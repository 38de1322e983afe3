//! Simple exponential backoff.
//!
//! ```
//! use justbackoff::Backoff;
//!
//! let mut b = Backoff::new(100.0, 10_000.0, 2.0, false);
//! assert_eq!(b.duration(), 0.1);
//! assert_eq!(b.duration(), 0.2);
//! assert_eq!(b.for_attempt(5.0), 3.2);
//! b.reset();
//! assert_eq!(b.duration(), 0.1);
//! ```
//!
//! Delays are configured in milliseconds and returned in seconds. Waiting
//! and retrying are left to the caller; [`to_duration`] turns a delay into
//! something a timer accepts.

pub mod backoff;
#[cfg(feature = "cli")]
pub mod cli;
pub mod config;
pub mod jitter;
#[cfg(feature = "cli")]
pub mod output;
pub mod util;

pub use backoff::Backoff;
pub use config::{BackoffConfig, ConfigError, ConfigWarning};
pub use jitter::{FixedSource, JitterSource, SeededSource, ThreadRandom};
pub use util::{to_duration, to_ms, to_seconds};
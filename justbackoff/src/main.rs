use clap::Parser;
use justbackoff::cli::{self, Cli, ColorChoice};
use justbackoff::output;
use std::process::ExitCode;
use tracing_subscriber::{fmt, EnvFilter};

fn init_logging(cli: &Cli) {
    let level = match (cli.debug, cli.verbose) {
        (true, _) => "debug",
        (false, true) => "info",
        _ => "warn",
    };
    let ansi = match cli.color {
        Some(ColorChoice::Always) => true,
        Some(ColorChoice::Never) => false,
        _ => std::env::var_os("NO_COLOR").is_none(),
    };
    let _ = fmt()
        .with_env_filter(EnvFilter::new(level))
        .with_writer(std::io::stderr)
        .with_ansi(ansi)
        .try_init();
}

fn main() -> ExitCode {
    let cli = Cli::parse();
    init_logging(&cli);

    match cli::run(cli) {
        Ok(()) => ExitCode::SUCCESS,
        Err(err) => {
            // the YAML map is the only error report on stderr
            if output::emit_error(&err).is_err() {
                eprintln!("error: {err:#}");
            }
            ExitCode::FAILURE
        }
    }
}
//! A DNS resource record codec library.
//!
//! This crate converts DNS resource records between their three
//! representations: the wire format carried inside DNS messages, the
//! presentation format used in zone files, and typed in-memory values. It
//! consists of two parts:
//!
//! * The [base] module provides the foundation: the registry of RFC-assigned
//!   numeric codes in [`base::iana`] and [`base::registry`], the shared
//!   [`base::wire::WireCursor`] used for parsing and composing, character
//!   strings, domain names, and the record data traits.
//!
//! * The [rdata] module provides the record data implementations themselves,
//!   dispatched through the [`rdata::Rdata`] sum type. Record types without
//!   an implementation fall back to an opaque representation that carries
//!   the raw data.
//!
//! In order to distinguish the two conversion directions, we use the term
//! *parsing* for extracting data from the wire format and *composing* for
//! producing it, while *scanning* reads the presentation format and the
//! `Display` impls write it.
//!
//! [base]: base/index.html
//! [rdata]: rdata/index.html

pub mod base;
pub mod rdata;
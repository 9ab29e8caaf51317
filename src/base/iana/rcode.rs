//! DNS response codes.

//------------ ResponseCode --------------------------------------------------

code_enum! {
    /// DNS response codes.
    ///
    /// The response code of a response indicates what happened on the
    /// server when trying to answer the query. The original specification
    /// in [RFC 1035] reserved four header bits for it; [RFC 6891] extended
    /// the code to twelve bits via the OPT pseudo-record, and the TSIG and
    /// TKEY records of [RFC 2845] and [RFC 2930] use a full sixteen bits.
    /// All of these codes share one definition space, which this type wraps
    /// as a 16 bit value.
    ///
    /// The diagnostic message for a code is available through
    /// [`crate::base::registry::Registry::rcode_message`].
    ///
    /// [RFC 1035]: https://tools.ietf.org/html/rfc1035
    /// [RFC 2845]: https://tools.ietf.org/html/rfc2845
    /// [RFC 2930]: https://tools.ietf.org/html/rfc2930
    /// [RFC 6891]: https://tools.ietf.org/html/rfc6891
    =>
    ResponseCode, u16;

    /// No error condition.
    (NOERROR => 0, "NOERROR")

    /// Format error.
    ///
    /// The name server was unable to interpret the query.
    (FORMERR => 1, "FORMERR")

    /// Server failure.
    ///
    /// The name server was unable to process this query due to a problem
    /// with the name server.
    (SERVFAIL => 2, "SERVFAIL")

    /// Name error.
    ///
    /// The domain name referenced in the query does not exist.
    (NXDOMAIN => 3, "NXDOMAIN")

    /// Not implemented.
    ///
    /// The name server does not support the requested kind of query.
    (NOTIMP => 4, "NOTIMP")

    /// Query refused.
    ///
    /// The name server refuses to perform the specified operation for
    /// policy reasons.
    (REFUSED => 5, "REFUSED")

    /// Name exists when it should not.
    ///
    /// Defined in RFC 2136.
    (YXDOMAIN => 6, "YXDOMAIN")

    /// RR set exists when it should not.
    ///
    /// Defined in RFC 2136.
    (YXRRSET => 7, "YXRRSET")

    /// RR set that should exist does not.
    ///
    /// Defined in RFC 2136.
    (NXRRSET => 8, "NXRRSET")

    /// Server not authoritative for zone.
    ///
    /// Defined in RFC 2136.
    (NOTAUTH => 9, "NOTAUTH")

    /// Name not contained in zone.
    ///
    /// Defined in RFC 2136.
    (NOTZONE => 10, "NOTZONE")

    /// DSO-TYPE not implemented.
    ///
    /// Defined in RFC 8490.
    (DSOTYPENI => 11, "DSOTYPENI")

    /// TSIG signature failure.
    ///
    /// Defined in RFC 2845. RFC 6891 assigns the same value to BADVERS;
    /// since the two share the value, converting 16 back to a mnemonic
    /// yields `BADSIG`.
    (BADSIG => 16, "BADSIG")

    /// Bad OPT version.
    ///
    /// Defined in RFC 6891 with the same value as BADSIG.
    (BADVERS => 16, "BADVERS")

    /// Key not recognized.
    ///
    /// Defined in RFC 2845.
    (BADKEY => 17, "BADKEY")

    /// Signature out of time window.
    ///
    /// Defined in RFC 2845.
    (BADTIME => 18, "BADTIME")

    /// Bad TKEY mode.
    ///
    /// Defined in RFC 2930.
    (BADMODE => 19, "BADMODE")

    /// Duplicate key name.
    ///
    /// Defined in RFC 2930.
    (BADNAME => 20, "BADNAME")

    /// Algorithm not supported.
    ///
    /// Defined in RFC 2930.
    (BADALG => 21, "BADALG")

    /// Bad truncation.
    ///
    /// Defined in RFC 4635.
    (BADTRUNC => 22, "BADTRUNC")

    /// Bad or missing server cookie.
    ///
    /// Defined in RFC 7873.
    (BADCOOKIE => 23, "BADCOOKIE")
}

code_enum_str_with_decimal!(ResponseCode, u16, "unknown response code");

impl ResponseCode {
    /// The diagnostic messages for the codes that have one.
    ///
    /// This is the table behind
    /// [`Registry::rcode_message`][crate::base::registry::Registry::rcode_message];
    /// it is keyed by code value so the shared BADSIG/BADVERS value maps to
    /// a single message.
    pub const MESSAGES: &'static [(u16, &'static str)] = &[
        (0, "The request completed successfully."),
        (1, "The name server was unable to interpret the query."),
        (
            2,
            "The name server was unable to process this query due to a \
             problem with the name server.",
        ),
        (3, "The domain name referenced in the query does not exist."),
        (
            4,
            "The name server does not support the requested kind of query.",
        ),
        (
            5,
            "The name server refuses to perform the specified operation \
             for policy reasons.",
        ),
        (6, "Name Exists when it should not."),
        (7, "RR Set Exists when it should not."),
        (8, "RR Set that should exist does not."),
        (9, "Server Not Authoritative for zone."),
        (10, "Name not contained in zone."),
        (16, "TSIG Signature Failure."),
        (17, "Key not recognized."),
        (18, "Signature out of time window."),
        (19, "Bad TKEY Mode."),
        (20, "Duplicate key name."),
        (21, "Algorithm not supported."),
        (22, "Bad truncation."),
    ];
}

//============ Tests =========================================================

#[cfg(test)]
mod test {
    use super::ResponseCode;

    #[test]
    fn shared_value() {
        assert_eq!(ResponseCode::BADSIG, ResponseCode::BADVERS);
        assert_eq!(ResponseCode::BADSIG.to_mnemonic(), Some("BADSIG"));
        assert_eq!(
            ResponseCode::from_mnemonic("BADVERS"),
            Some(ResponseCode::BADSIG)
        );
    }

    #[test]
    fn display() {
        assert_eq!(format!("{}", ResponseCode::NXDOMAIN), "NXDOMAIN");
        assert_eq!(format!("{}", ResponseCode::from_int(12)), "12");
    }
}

────

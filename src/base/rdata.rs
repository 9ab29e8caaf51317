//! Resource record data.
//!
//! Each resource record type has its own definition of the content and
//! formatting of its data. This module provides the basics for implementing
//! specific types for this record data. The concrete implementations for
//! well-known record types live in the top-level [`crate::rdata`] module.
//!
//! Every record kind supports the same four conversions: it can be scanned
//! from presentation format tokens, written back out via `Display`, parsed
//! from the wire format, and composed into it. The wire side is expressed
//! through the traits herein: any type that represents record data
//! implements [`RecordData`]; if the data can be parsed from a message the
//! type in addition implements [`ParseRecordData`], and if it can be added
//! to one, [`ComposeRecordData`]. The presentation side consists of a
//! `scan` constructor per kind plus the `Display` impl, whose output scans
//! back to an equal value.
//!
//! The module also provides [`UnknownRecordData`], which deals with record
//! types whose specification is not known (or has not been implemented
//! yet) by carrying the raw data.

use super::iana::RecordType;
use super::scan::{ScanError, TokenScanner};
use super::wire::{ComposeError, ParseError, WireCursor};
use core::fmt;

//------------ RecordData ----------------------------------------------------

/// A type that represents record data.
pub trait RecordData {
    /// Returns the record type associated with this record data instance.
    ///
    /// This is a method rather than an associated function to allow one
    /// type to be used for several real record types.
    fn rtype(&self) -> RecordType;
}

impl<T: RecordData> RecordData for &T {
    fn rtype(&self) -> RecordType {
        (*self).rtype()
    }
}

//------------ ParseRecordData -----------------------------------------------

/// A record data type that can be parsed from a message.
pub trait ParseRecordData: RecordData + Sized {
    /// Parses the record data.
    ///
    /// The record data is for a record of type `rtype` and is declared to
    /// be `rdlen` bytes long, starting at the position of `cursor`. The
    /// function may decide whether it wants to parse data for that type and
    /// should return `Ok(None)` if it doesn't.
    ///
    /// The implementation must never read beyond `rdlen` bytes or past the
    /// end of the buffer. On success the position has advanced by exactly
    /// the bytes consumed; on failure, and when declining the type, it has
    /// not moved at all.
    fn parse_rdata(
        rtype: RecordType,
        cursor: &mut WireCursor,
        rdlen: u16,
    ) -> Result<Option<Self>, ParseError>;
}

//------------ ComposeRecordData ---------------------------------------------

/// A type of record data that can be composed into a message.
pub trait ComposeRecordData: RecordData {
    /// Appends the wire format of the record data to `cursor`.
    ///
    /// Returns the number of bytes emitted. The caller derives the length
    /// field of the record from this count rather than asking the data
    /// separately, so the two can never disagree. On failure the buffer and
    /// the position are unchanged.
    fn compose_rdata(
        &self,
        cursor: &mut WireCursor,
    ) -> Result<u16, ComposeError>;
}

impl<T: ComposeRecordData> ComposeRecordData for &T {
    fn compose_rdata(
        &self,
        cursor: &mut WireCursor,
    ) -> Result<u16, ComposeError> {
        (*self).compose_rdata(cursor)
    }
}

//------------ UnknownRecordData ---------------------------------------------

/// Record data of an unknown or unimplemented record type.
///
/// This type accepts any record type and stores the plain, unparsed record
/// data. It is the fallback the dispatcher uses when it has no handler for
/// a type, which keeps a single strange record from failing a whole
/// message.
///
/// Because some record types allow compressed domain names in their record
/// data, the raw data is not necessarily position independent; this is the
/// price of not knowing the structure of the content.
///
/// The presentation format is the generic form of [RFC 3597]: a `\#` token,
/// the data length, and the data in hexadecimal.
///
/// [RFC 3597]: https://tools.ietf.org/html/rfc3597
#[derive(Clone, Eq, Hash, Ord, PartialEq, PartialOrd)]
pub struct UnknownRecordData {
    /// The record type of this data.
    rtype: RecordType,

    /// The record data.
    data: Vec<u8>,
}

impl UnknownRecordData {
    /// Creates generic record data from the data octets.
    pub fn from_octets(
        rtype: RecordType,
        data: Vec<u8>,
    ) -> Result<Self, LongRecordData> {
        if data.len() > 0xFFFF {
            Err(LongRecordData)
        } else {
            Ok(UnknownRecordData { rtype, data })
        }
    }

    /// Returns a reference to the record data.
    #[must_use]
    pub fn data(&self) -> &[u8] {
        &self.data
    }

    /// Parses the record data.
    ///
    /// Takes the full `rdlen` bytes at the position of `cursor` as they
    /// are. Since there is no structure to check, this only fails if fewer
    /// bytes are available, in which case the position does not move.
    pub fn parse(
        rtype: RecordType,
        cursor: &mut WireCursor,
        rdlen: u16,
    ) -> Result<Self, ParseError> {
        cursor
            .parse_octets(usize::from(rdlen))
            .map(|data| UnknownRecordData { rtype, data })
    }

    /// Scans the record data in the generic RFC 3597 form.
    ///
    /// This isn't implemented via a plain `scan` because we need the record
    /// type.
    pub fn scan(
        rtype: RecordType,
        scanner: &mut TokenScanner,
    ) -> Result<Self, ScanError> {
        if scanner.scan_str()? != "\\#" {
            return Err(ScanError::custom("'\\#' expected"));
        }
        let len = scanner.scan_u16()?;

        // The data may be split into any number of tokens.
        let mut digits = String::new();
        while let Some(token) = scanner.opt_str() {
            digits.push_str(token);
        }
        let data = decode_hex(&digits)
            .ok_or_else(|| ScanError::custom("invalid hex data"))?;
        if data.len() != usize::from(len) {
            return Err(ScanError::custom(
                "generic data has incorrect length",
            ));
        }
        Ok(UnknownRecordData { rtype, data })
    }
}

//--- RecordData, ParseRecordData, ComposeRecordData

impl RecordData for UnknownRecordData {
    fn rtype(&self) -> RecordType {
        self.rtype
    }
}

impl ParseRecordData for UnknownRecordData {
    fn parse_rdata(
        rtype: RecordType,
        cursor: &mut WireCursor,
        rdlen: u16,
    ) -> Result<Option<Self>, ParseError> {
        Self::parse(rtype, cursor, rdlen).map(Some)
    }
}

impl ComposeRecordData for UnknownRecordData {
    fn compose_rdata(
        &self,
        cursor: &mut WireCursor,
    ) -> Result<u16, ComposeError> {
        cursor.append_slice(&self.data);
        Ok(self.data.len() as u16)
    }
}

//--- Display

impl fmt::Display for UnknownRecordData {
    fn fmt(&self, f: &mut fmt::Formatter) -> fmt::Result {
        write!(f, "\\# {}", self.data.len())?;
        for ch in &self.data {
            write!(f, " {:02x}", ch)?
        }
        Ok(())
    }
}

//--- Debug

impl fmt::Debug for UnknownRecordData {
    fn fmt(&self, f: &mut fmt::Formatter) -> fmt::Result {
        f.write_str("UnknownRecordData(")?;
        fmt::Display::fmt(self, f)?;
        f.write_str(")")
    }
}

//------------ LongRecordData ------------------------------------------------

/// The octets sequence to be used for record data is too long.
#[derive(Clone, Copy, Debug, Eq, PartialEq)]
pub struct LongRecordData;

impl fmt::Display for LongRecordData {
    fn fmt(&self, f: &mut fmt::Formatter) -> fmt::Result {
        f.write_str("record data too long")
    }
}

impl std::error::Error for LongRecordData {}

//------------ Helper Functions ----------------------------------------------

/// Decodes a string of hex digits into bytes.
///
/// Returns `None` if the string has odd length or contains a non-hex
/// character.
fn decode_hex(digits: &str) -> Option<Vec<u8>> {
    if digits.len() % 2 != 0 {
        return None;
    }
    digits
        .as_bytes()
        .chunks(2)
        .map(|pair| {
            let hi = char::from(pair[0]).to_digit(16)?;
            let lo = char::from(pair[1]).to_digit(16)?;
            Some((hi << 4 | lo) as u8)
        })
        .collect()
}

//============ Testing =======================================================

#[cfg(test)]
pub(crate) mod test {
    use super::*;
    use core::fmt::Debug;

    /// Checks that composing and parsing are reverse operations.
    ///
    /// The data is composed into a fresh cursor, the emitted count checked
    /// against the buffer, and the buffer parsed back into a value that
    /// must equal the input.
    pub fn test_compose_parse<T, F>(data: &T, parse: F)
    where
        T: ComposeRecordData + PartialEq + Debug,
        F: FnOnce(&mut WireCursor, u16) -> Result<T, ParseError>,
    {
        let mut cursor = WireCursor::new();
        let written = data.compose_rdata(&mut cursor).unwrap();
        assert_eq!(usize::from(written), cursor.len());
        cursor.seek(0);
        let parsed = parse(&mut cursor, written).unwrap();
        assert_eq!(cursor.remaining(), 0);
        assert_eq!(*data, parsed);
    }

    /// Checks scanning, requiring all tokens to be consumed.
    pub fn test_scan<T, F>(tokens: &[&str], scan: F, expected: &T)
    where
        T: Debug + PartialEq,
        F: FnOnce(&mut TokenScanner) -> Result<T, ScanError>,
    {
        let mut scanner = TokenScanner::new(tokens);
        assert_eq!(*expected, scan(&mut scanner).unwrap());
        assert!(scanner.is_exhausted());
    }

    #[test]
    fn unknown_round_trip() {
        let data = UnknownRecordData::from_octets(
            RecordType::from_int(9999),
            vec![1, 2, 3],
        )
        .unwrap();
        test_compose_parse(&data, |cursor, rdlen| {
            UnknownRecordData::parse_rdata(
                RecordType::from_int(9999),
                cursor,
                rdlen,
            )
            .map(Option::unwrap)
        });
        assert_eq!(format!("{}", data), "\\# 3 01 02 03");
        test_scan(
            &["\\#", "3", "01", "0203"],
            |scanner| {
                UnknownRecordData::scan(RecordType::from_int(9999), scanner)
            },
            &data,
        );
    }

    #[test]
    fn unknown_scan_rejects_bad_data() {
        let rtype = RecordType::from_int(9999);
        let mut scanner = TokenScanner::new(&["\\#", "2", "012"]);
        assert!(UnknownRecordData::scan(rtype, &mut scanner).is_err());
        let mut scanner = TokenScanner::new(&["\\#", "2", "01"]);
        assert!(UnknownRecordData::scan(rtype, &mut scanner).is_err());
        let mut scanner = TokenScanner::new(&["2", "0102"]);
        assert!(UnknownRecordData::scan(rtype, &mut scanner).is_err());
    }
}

────

_DIRECTIONS_.
Read through the data and copy every line where "expected" shows up.

_OUTPUT OF THE TASK_.
            return Err(ScanError::custom("'\\#' expected"));
    pub fn test_scan<T, F>(tokens: &[&str], scan: F, expected: &T)
        assert_eq!(*expected, scan(&mut scanner).unwrap());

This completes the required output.